ASSIGNED TASK: Each entry has to be copied exactly, with nothing missed.

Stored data

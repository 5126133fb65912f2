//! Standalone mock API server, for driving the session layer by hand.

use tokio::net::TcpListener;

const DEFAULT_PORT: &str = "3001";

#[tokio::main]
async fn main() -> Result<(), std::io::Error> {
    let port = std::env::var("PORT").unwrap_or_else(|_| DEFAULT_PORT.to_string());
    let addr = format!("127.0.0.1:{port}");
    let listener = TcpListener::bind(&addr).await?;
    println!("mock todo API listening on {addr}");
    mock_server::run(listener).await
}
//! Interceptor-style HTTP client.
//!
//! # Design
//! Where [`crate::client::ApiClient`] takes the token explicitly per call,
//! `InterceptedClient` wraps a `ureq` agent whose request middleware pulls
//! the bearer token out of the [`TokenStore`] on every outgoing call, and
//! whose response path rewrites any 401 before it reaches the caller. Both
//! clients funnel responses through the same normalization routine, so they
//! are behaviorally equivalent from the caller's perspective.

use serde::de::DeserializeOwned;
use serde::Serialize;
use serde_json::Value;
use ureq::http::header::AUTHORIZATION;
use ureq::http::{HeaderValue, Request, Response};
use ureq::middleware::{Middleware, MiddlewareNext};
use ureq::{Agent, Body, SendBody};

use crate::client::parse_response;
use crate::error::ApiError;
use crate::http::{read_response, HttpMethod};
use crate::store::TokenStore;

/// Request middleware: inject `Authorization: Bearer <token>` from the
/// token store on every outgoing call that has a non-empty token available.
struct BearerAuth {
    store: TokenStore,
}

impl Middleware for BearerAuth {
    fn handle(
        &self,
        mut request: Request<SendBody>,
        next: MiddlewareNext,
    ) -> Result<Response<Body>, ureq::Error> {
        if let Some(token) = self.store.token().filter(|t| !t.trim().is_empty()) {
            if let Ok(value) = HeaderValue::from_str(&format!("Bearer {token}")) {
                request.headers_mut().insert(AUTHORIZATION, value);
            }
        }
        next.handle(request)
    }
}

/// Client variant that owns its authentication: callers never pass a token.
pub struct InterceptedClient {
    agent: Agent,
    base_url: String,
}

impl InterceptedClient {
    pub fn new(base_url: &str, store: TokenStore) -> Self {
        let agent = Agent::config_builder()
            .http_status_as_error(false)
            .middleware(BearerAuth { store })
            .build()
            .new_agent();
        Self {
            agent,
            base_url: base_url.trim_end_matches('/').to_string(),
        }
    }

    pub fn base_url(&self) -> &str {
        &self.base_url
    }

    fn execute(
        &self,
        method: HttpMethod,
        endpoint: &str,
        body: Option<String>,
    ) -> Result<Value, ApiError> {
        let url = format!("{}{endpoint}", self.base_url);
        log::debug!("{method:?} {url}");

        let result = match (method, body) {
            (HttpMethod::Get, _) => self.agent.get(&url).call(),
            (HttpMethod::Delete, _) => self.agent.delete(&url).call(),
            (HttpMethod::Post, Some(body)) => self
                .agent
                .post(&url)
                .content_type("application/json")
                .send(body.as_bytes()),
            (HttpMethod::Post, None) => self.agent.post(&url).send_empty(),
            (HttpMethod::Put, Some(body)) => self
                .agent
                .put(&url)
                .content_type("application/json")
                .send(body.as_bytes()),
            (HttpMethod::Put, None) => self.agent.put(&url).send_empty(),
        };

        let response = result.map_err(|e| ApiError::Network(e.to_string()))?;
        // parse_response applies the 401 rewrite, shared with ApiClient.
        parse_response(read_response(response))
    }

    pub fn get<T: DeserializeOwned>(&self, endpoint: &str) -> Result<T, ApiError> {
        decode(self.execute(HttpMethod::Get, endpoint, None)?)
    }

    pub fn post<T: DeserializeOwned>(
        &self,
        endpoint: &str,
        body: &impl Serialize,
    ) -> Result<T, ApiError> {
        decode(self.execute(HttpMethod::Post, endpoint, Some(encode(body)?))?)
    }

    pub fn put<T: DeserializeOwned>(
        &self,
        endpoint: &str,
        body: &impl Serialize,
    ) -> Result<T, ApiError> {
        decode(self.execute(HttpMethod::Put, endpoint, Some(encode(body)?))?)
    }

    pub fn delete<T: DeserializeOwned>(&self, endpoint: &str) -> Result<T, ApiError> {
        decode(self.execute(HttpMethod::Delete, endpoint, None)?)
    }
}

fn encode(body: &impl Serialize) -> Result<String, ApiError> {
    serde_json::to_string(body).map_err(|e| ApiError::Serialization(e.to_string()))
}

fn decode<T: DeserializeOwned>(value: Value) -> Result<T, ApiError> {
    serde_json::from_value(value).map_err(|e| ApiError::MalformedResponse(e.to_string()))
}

SOLUTION TO THIS TASK:
repository 5126133fb65912f2
//! Standalone mock API server, for driving the session layer by hand.

use tokio::net::TcpListener;

const DEFAULT_PORT: &str = "3001";

#[tokio::main]
async fn main() -> Result<(), std::io::Error> {
    let port = std::env::var("PORT").unwrap_or_else(|_| DEFAULT_PORT.to_string());
    let addr = format!("127.0.0.1:{port}");
    let listener = TcpListener::bind(&addr).await?;
    println!("mock todo API listening on {addr}");
    mock_server::run(listener).await
}
//! Interceptor-style HTTP client.
//!
//! # Design
//! Where [`crate::client::ApiClient`] takes the token explicitly per call,
//! `InterceptedClient` wraps a `ureq` agent whose request middleware pulls
//! the bearer token out of the [`TokenStore`] on every outgoing call, and
//! whose response path rewrites any 401 before it reaches the caller. Both
//! clients funnel responses through the same normalization routine, so they
//! are behaviorally equivalent from the caller's perspective.

use serde::de::DeserializeOwned;
use serde::Serialize;
use serde_json::Value;
use ureq::http::header::AUTHORIZATION;
use ureq::http::{HeaderValue, Request, Response};
use ureq::middleware::{Middleware, MiddlewareNext};
use ureq::{Agent, Body, SendBody};

use crate::client::parse_response;
use crate::error::ApiError;
use crate::http::{read_response, HttpMethod};
use crate::store::TokenStore;

/// Request middleware: inject `Authorization: Bearer <token>` from the
/// token store on every outgoing call that has a non-empty token available.
struct BearerAuth {
    store: TokenStore,
}

impl Middleware for BearerAuth {
    fn handle(
        &self,
        mut request: Request<SendBody>,
        next: MiddlewareNext,
    ) -> Result<Response<Body>, ureq::Error> {
        if let Some(token) = self.store.token().filter(|t| !t.trim().is_empty()) {
            if let Ok(value) = HeaderValue::from_str(&format!("Bearer {token}")) {
                request.headers_mut().insert(AUTHORIZATION, value);
            }
        }
        next.handle(request)
    }
}

/// Client variant that owns its authentication: callers never pass a token.
pub struct InterceptedClient {
    agent: Agent,
    base_url: String,
}

impl InterceptedClient {
    pub fn new(base_url: &str, store: TokenStore) -> Self {
        let agent = Agent::config_builder()
            .http_status_as_error(false)
            .middleware(BearerAuth { store })
            .build()
            .new_agent();
        Self {
            agent,
            base_url: base_url.trim_end_matches('/').to_string(),
        }
    }

    pub fn base_url(&self) -> &str {
        &self.base_url
    }

    fn execute(
        &self,
        method: HttpMethod,
        endpoint: &str,
        body: Option<String>,
    ) -> Result<Value, ApiError> {
        let url = format!("{}{endpoint}", self.base_url);
        log::debug!("{method:?} {url}");

        let result = match (method, body) {
            (HttpMethod::Get, _) => self.agent.get(&url).call(),
            (HttpMethod::Delete, _) => self.agent.delete(&url).call(),
            (HttpMethod::Post, Some(body)) => self
                .agent
                .post(&url)
                .content_type("application/json")
                .send(body.as_bytes()),
            (HttpMethod::Post, None) => self.agent.post(&url).send_empty(),
            (HttpMethod::Put, Some(body)) => self
                .agent
                .put(&url)
                .content_type("application/json")
                .send(body.as_bytes()),
            (HttpMethod::Put, None) => self.agent.put(&url).send_empty(),
        };

        let response = result.map_err(|e| ApiError::Network(e.to_string()))?;
        // parse_response applies the 401 rewrite, shared with ApiClient.
        parse_response(read_response(response))
    }

    pub fn get<T: DeserializeOwned>(&self, endpoint: &str) -> Result<T, ApiError> {
        decode(self.execute(HttpMethod::Get, endpoint, None)?)
    }

    pub fn post<T: DeserializeOwned>(
        &self,
        endpoint: &str,
        body: &impl Serialize,
    ) -> Result<T, ApiError> {
        decode(self.execute(HttpMethod::Post, endpoint, Some(encode(body)?))?)
    }

    pub fn put<T: DeserializeOwned>(
        &self,
        endpoint: &str,
        body: &impl Serialize,
    ) -> Result<T, ApiError> {
        decode(self.execute(HttpMethod::Put, endpoint, Some(encode(body)?))?)
    }

    pub fn delete<T: DeserializeOwned>(&self, endpoint: &str) -> Result<T, ApiError> {
        decode(self.execute(HttpMethod::Delete, endpoint, None)?)
    }
}

fn encode(body: &impl Serialize) -> Result<String, ApiError> {
    serde_json::to_string(body).map_err(|e| ApiError::Serialization(e.to_string()))
}

fn decode<T: DeserializeOwned>(value: Value) -> Result<T, ApiError> {
    serde_json::from_value(value).map_err(|e| ApiError::MalformedResponse(e.to_string()))
}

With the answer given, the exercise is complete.